Please repeat every entry, keeping each one exactly the same.

(Saved data entries)
****************************************

/// Cumulative fusion (⊕) — combine independent evidence sources.
///
/// Per Jøsang 2016 §12.3. For two opinions with at least one non-dogmatic
/// (u > 0):
///
///     κ = u_A + u_B − u_A·u_B
///     b = (b_A·u_B + b_B·u_A) / κ
///     d = (d_A·u_B + d_B·u_A) / κ
///     u = u_A·u_B / κ
///
/// Both dogmatic (u_A = u_B = 0) takes the equal-weight limit: a simple
/// average with u = 0. N-ary fusion is a left-fold — cumulative fusion
/// is associative and commutative, so fold order does not matter.
pub fn cumulative_fuse(opinions: &[Opinion]) -> Result<Opinion, AlgebraError> {
    match opinions {
        [] => Err(AlgebraError::EmptyInput { op: "cumulative_fuse" }),
        [only] => Ok(*only),
        [first, rest @ ..] => {
            let mut result = *first;
            for next in rest {
                result = cumulative_fuse_pair(result, *next)?;
            }
            Ok(result)
        }
    }
}

fn cumulative_fuse_pair(a: Opinion, b: Opinion) -> Result<Opinion, AlgebraError> {
    let (u_a, u_b) = (a.uncertainty(), b.uncertainty());

    let (b_out, d_out, u_out) = if u_a == 0.0 && u_b == 0.0 {
        (
            0.5 * a.belief() + 0.5 * b.belief(),
            0.5 * a.disbelief() + 0.5 * b.disbelief(),
            0.0,
        )
    } else {
        let kappa = u_a + u_b - u_a * u_b;
        (
            (a.belief() * u_b + b.belief() * u_a) / kappa,
            (a.disbelief() * u_b + b.disbelief() * u_a) / kappa,
            (u_a * u_b) / kappa,
        )
    };

    let a_out = (a.base_rate() + b.base_rate()) / 2.0;
    Opinion::new(b_out, d_out, u_out, a_out).map_err(AlgebraError::from)
}

/// Averaging fusion (⊘) — combine dependent/correlated sources.
///
/// Per Jøsang 2016 §12.5. NOT associative for n ≥ 3: the simultaneous
/// n-ary formula must be used directly rather than pairwise-folded.
/// For n = 2 the pairwise and n-ary formulas coincide.
pub fn averaging_fuse(opinions: &[Opinion]) -> Result<Opinion, AlgebraError> {
    match opinions {
        [] => Err(AlgebraError::EmptyInput { op: "averaging_fuse" }),
        [only] => Ok(*only),
        [a, b] => averaging_fuse_pair(*a, *b),
        many => averaging_fuse_nary(many),
    }
}

fn averaging_fuse_pair(a: Opinion, b: Opinion) -> Result<Opinion, AlgebraError> {
    let (u_a, u_b) = (a.uncertainty(), b.uncertainty());

    let (b_out, d_out, u_out) = if u_a == 0.0 && u_b == 0.0 {
        ((a.belief() + b.belief()) / 2.0, (a.disbelief() + b.disbelief()) / 2.0, 0.0)
    } else {
        let kappa = u_a + u_b;
        if kappa == 0.0 {
            ((a.belief() + b.belief()) / 2.0, (a.disbelief() + b.disbelief()) / 2.0, 0.0)
        } else {
            (
                (a.belief() * u_b + b.belief() * u_a) / kappa,
                (a.disbelief() * u_b + b.disbelief() * u_a) / kappa,
                2.0 * u_a * u_b / kappa,
            )
        }
    };

    let a_out = (a.base_rate() + b.base_rate()) / 2.0;
    Opinion::new(b_out, d_out, u_out, a_out).map_err(AlgebraError::from)
}

/// Simultaneous n-ary averaging fusion for n ≥ 3 (Jøsang 2016, §12.5).
fn averaging_fuse_nary(opinions: &[Opinion]) -> Result<Opinion, AlgebraError> {
    let n = opinions.len();
    let uncertainties: Vec<f64> = opinions.iter().map(Opinion::uncertainty).collect();
    let full_product: f64 = uncertainties.iter().product();

    // U_i = ∏_{j≠i} u_j. When u_i = 0 this can't be derived from
    // full_product/u_i (division by zero), so compute it directly.
    let capital_u: Vec<f64> = uncertainties
        .iter()
        .enumerate()
        .map(|(i, &u_i)| {
            if u_i != 0.0 {
                full_product / u_i
            } else {
                uncertainties
                    .iter()
                    .enumerate()
                    .filter(|&(j, _)| j != i)
                    .map(|(_, &u_j)| u_j)
                    .product()
            }
        })
        .collect();

    let kappa: f64 = capital_u.iter().sum();

    let (b_out, d_out, u_out) = if kappa == 0.0 {
        // κ = 0 requires ≥ 2 dogmatic opinions. Their simple average,
        // under equal relative dogmatism, is the correct limit.
        let dogmatic: Vec<&Opinion> = opinions.iter().filter(|o| o.uncertainty() == 0.0).collect();
        let (pool, z): (Vec<&Opinion>, usize) = if dogmatic.is_empty() {
            (opinions.iter().collect(), n)
        } else {
            let z = dogmatic.len();
            (dogmatic, z)
        };
        let z = z as f64;
        (
            pool.iter().map(|o| o.belief()).sum::<f64>() / z,
            pool.iter().map(|o| o.disbelief()).sum::<f64>() / z,
            0.0,
        )
    } else {
        let b = opinions
            .iter()
            .zip(&capital_u)
            .map(|(o, u_i)| o.belief() * u_i)
            .sum::<f64>()
            / kappa;
        let d = opinions
            .iter()
            .zip(&capital_u)
            .map(|(o, u_i)| o.disbelief() * u_i)
            .sum::<f64>()
            / kappa;
        let u = n as f64 * full_product / kappa;
        (b, d, u)
    };

    let a_out = opinions.iter().map(Opinion::base_rate).sum::<f64>() / n as f64;
    Opinion::new(b_out, d_out, u_out, a_out).map_err(AlgebraError::from)
}

/// Trust discount (⊗) — propagate an opinion through a trust chain.
///
/// If A trusts B with opinion `trust` and B holds `opinion` about x,
/// A's derived opinion about x is:
///
///     b = trust.b · opinion.b
///     d = trust.b · opinion.d
///     u = trust.d + trust.u + trust.b · opinion.u
///
/// Full trust adopts B's opinion unchanged; zero trust yields vacuity.
pub fn trust_discount(trust: Opinion, opinion: Opinion) -> Result<Opinion, AlgebraError> {
    let b_trust = trust.belief();
    let b = b_trust * opinion.belief();
    let d = b_trust * opinion.disbelief();
    let u = trust.disbelief() + trust.uncertainty() + b_trust * opinion.uncertainty();
    Opinion::new(b, d, u, opinion.base_rate()).map_err(AlgebraError::from)
}

/// Deduction — the subjective-logic generalization of the law of total
/// probability: `P(y) = P(x)·P(y|x) + P(¬x)·P(y|¬x)` (Jøsang 2016, §12.6).
pub fn deduce(
    opinion_x: Opinion,
    opinion_y_given_x: Opinion,
    opinion_y_given_not_x: Opinion,
) -> Result<Opinion, AlgebraError> {
    let (b_x, d_x, u_x, a_x) = (
        opinion_x.belief(),
        opinion_x.disbelief(),
        opinion_x.uncertainty(),
        opinion_x.base_rate(),
    );
    let a_x_bar = 1.0 - a_x;
    let yx = opinion_y_given_x;
    let ynx = opinion_y_given_not_x;

    let b_y = b_x * yx.belief() + d_x * ynx.belief() + u_x * (a_x * yx.belief() + a_x_bar * ynx.belief());
    let d_y = b_x * yx.disbelief()
        + d_x * ynx.disbelief()
        + u_x * (a_x * yx.disbelief() + a_x_bar * ynx.disbelief());
    let u_y = b_x * yx.uncertainty()
        + d_x * ynx.uncertainty()
        + u_x * (a_x * yx.uncertainty() + a_x_bar * ynx.uncertainty());

    let p_y_given_x = yx.projected_probability();
    let p_y_given_not_x = ynx.projected_probability();
    let a_y = a_x * p_y_given_x + a_x_bar * p_y_given_not_x;

    Opinion::new(b_y, d_y, u_y, a_y).map_err(AlgebraError::from)
}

****************************************

**ANSWER SECTION:**
/// Cumulative fusion (⊕) — combine independent evidence sources.
///
/// Per Jøsang 2016 §12.3. For two opinions with at least one non-dogmatic
/// (u > 0):
///
///     κ = u_A + u_B − u_A·u_B
///     b = (b_A·u_B + b_B·u_A) / κ
///     d = (d_A·u_B + d_B·u_A) / κ
///     u = u_A·u_B / κ
///
/// Both dogmatic (u_A = u_B = 0) takes the equal-weight limit: a simple
/// average with u = 0. N-ary fusion is a left-fold — cumulative fusion
/// is associative and commutative, so fold order does not matter.
pub fn cumulative_fuse(opinions: &[Opinion]) -> Result<Opinion, AlgebraError> {
    match opinions {
        [] => Err(AlgebraError::EmptyInput { op: "cumulative_fuse" }),
        [only] => Ok(*only),
        [first, rest @ ..] => {
            let mut result = *first;
            for next in rest {
                result = cumulative_fuse_pair(result, *next)?;
            }
            Ok(result)
        }
    }
}

fn cumulative_fuse_pair(a: Opinion, b: Opinion) -> Result<Opinion, AlgebraError> {
    let (u_a, u_b) = (a.uncertainty(), b.uncertainty());

    let (b_out, d_out, u_out) = if u_a == 0.0 && u_b == 0.0 {
        (
            0.5 * a.belief() + 0.5 * b.belief(),
            0.5 * a.disbelief() + 0.5 * b.disbelief(),
            0.0,
        )
    } else {
        let kappa = u_a + u_b - u_a * u_b;
        (
            (a.belief() * u_b + b.belief() * u_a) / kappa,
            (a.disbelief() * u_b + b.disbelief() * u_a) / kappa,
            (u_a * u_b) / kappa,
        )
    };

    let a_out = (a.base_rate() + b.base_rate()) / 2.0;
    Opinion::new(b_out, d_out, u_out, a_out).map_err(AlgebraError::from)
}

/// Averaging fusion (⊘) — combine dependent/correlated sources.
///
/// Per Jøsang 2016 §12.5. NOT associative for n ≥ 3: the simultaneous
/// n-ary formula must be used directly rather than pairwise-folded.
/// For n = 2 the pairwise and n-ary formulas coincide.
pub fn averaging_fuse(opinions: &[Opinion]) -> Result<Opinion, AlgebraError> {
    match opinions {
        [] => Err(AlgebraError::EmptyInput { op: "averaging_fuse" }),
        [only] => Ok(*only),
        [a, b] => averaging_fuse_pair(*a, *b),
        many => averaging_fuse_nary(many),
    }
}

fn averaging_fuse_pair(a: Opinion, b: Opinion) -> Result<Opinion, AlgebraError> {
    let (u_a, u_b) = (a.uncertainty(), b.uncertainty());

    let (b_out, d_out, u_out) = if u_a == 0.0 && u_b == 0.0 {
        ((a.belief() + b.belief()) / 2.0, (a.disbelief() + b.disbelief()) / 2.0, 0.0)
    } else {
        let kappa = u_a + u_b;
        if kappa == 0.0 {
            ((a.belief() + b.belief()) / 2.0, (a.disbelief() + b.disbelief()) / 2.0, 0.0)
        } else {
            (
                (a.belief() * u_b + b.belief() * u_a) / kappa,
                (a.disbelief() * u_b + b.disbelief() * u_a) / kappa,
                2.0 * u_a * u_b / kappa,
            )
        }
    };

    let a_out = (a.base_rate() + b.base_rate()) / 2.0;
    Opinion::new(b_out, d_out, u_out, a_out).map_err(AlgebraError::from)
}

/// Simultaneous n-ary averaging fusion for n ≥ 3 (Jøsang 2016, §12.5).
fn averaging_fuse_nary(opinions: &[Opinion]) -> Result<Opinion, AlgebraError> {
    let n = opinions.len();
    let uncertainties: Vec<f64> = opinions.iter().map(Opinion::uncertainty).collect();
    let full_product: f64 = uncertainties.iter().product();

    // U_i = ∏_{j≠i} u_j. When u_i = 0 this can't be derived from
    // full_product/u_i (division by zero), so compute it directly.
    let capital_u: Vec<f64> = uncertainties
        .iter()
        .enumerate()
        .map(|(i, &u_i)| {
            if u_i != 0.0 {
                full_product / u_i
            } else {
                uncertainties
                    .iter()
                    .enumerate()
                    .filter(|&(j, _)| j != i)
                    .map(|(_, &u_j)| u_j)
                    .product()
            }
        })
        .collect();

    let kappa: f64 = capital_u.iter().sum();

    let (b_out, d_out, u_out) = if kappa == 0.0 {
        // κ = 0 requires ≥ 2 dogmatic opinions. Their simple average,
        // under equal relative dogmatism, is the correct limit.
        let dogmatic: Vec<&Opinion> = opinions.iter().filter(|o| o.uncertainty() == 0.0).collect();
        let (pool, z): (Vec<&Opinion>, usize) = if dogmatic.is_empty() {
            (opinions.iter().collect(), n)
        } else {
            let z = dogmatic.len();
            (dogmatic, z)
        };
        let z = z as f64;
        (
            pool.iter().map(|o| o.belief()).sum::<f64>() / z,
            pool.iter().map(|o| o.disbelief()).sum::<f64>() / z,
            0.0,
        )
    } else {
        let b = opinions
            .iter()
            .zip(&capital_u)
            .map(|(o, u_i)| o.belief() * u_i)
            .sum::<f64>()
            / kappa;
        let d = opinions
            .iter()
            .zip(&capital_u)
            .map(|(o, u_i)| o.disbelief() * u_i)
            .sum::<f64>()
            / kappa;
        let u = n as f64 * full_product / kappa;
        (b, d, u)
    };

    let a_out = opinions.iter().map(Opinion::base_rate).sum::<f64>() / n as f64;
    Opinion::new(b_out, d_out, u_out, a_out).map_err(AlgebraError::from)
}

/// Trust discount (⊗) — propagate an opinion through a trust chain.
///
/// If A trusts B with opinion `trust` and B holds `opinion` about x,
/// A's derived opinion about x is:
///
///     b = trust.b · opinion.b
///     d = trust.b · opinion.d
///     u = trust.d + trust.u + trust.b · opinion.u
///
/// Full trust adopts B's opinion unchanged; zero trust yields vacuity.
pub fn trust_discount(trust: Opinion, opinion: Opinion) -> Result<Opinion, AlgebraError> {
    let b_trust = trust.belief();
    let b = b_trust * opinion.belief();
    let d = b_trust * opinion.disbelief();
    let u = trust.disbelief() + trust.uncertainty() + b_trust * opinion.uncertainty();
    Opinion::new(b, d, u, opinion.base_rate()).map_err(AlgebraError::from)
}

/// Deduction — the subjective-logic generalization of the law of total
/// probability: `P(y) = P(x)·P(y|x) + P(¬x)·P(y|¬x)` (Jøsang 2016, §12.6).
pub fn deduce(
    opinion_x: Opinion,
    opinion_y_given_x: Opinion,
    opinion_y_given_not_x: Opinion,
) -> Result<Opinion, AlgebraError> {
    let (b_x, d_x, u_x, a_x) = (
        opinion_x.belief(),
        opinion_x.disbelief(),
        opinion_x.uncertainty(),
        opinion_x.base_rate(),
    );
    let a_x_bar = 1.0 - a_x;
    let yx = opinion_y_given_x;
    let ynx = opinion_y_given_not_x;

    let b_y = b_x * yx.belief() + d_x * ynx.belief() + u_x * (a_x * yx.belief() + a_x_bar * ynx.belief());
    let d_y = b_x * yx.disbelief()
        + d_x * ynx.disbelief()
        + u_x * (a_x * yx.disbelief() + a_x_bar * ynx.disbelief());
    let u_y = b_x * yx.uncertainty()
        + d_x * ynx.uncertainty()
        + u_x * (a_x * yx.uncertainty() + a_x_bar * ynx.uncertainty());

    let p_y_given_x = yx.projected_probability();
    let p_y_given_not_x = ynx.projected_probability();
    let a_y = a_x * p_y_given_x + a_x_bar * p_y_given_not_x;

    Opinion::new(b_y, d_y, u_y, a_y).map_err(AlgebraError::from)
}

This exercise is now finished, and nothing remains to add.